Dataset entries:
+ + + +

//! Navigation paths into JSON values.
//!
//! A path is a sequence of object keys and array indices written as `a.b[2].c`. The empty path
//! (written `""` or `"."`) refers to the value itself.

use crate::error::PathError;
use core::fmt;
use core::str::FromStr;
use serde_json::{Map, Value};

/// One step of a [`Path`].
#[derive(Debug, Clone, PartialEq, Eq, Hash)]
pub enum Segment {
    Key(String),
    Index(usize),
}

/// A parsed navigation path.
#[derive(Debug, Clone, PartialEq, Eq, Hash, Default)]
pub struct Path {
    segments: Vec<Segment>,
}

impl Path {
    /// The path that refers to the value itself.
    pub fn root() -> Path {
        Path::default()
    }

    pub fn from_segments(segments: Vec<Segment>) -> Path {
        Path { segments }
    }

    pub fn parse(path: &str) -> Result<Path, PathError> {
        let trimmed = path.trim();
        if trimmed.is_empty() || trimmed == "." {
            return Ok(Path::root());
        }
        let invalid = |reason| PathError::Invalid {
            path: path.to_owned(),
            reason,
        };

        let mut segments = Vec::new();
        let mut key = String::new();
        // true right after a `]`, where only `.` or `[` may follow
        let mut after_index = false;
        let mut chars = trimmed.chars().peekable();

        while let Some(c) = chars.next() {
            match c {
                '.' => {
                    if key.is_empty() && !after_index {
                        return Err(invalid("empty key"));
                    }
                    if !key.is_empty() {
                        segments.push(Segment::Key(std::mem::take(&mut key)));
                    }
                    if chars.peek().is_none() {
                        return Err(invalid("trailing `.`"));
                    }
                    after_index = false;
                }
                '[' => {
                    if !key.is_empty() {
                        segments.push(Segment::Key(std::mem::take(&mut key)));
                    }
                    let mut digits = String::new();
                    loop {
                        match chars.next() {
                            Some(']') => break,
                            Some(d) if d.is_ascii_digit() => digits.push(d),
                            Some(_) => return Err(invalid("non-numeric index")),
                            None => return Err(invalid("unclosed `[`")),
                        }
                    }
                    if digits.is_empty() {
                        return Err(invalid("empty index"));
                    }
                    let index = digits
                        .parse::<usize>()
                        .map_err(|_| invalid("index too large"))?;
                    segments.push(Segment::Index(index));
                    after_index = true;
                }
                ']' => return Err(invalid("unexpected `]`")),
                c if c.is_whitespace() => return Err(invalid("whitespace in path")),
                c => {
                    if after_index {
                        return Err(invalid("expected `.` or `[` after an index"));
                    }
                    key.push(c);
                }
            }
        }
        if !key.is_empty() {
            segments.push(Segment::Key(key));
        }
        Ok(Path { segments })
    }

    pub fn segments(&self) -> &[Segment] {
        &self.segments
    }

    pub fn is_root(&self) -> bool {
        self.segments.is_empty()
    }

    /// Splits off the first key, if the path starts with one.
    pub fn split_first_key(&self) -> Option<(&str, Path)> {
        match self.segments.split_first() {
            Some((Segment::Key(key), rest)) => Some((key, Path::from_segments(rest.to_vec()))),
            _ => None,
        }
    }

    /// Navigates into `value`. Returns None if any step is missing or has the wrong type.
    pub fn get<'a>(&self, value: &'a Value) -> Option<&'a Value> {
        self.segments
            .iter()
            .try_fold(value, |value, segment| match segment {
                Segment::Key(key) => value.as_object()?.get(key),
                Segment::Index(index) => value.as_array()?.get(*index),
            })
    }

    /// Returns a copy of `target` with `new` placed at this path.
    ///
    /// Missing object keys are created along the way, as objects or (when the next step is an
    /// index) arrays. An index equal to the array length appends. `target` is never modified;
    /// on error nothing is returned.
    pub fn set(&self, target: &Value, new: Value) -> Result<Value, PathError> {
        let mut copy = target.clone();
        set_at(&mut copy, &self.segments, new)?;
        Ok(copy)
    }
}

fn set_at(slot: &mut Value, segments: &[Segment], new: Value) -> Result<(), PathError> {
    let (first, rest) = match segments.split_first() {
        Some(split) => split,
        None => {
            *slot = new;
            return Ok(());
        }
    };

    match first {
        Segment::Key(key) => {
            if slot.is_null() {
                *slot = Value::Object(Map::new());
            }
            match slot {
                Value::Object(map) => {
                    let child = map
                        .entry(key.clone())
                        .or_insert_with(|| placeholder_for(rest));
                    set_at(child, rest, new)
                }
                other => Err(PathError::TypeMismatch {
                    segment: key.clone(),
                    found: kind_of(other),
                }),
            }
        }
        Segment::Index(index) => {
            if slot.is_null() {
                *slot = Value::Array(Vec::new());
            }
            match slot {
                Value::Array(items) => {
                    if *index == items.len() {
                        items.push(placeholder_for(rest));
                    }
                    let len = items.len();
                    match items.get_mut(*index) {
                        Some(child) => set_at(child, rest, new),
                        None => Err(PathError::IndexOutOfBounds { index: *index, len }),
                    }
                }
                other => Err(PathError::TypeMismatch {
                    segment: format!("[{}]", index),
                    found: kind_of(other),
                }),
            }
        }
    }
}

fn placeholder_for(rest: &[Segment]) -> Value {
    match rest.first() {
        Some(Segment::Key(_)) => Value::Object(Map::new()),
        Some(Segment::Index(_)) => Value::Array(Vec::new()),
        None => Value::Null,
    }
}

/// A short name for the JSON type of a value.
pub fn kind_of(value: &Value) -> &'static str {
    match value {
        Value::Null => "null",
        Value::Bool(_) => "a boolean",
        Value::Number(_) => "a number",
        Value::String(_) => "a string",
        Value::Array(_) => "an array",
        Value::Object(_) => "an object",
    }
}

impl FromStr for Path {
    type Err = PathError;

    fn from_str(s: &str) -> Result<Path, PathError> {
        Path::parse(s)
    }
}

impl fmt::Display for Path {
    fn fmt(&self, f: &mut fmt::Formatter) -> fmt::Result {
        if self.segments.is_empty() {
            return write!(f, ".");
        }
        for (i, segment) in self.segments.iter().enumerate() {
            match segment {
                Segment::Key(key) if i == 0 => write!(f, "{}", key)?,
                Segment::Key(key) => write!(f, ".{}", key)?,
                Segment::Index(index) => write!(f, "[{}]", index)?,
            }
        }
        Ok(())
    }
}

+ + + +

__Task to carry out__. Return a copy of each line in the records above that has "invalid" in it.

__Expected output__.
        let invalid = |reason| PathError::Invalid {
                        return Err(invalid("empty key"));
                        return Err(invalid("trailing `.`"));
                            Some(_) => return Err(invalid("non-numeric index")),
                            None => return Err(invalid("unclosed `[`")),
                        return Err(invalid("empty index"));
                        .map_err(|_| invalid("index too large"))?;
                ']' => return Err(invalid("unexpected `]`")),
                c if c.is_whitespace() => return Err(invalid("whitespace in path")),
                        return Err(invalid("expected `.` or `[` after an index"));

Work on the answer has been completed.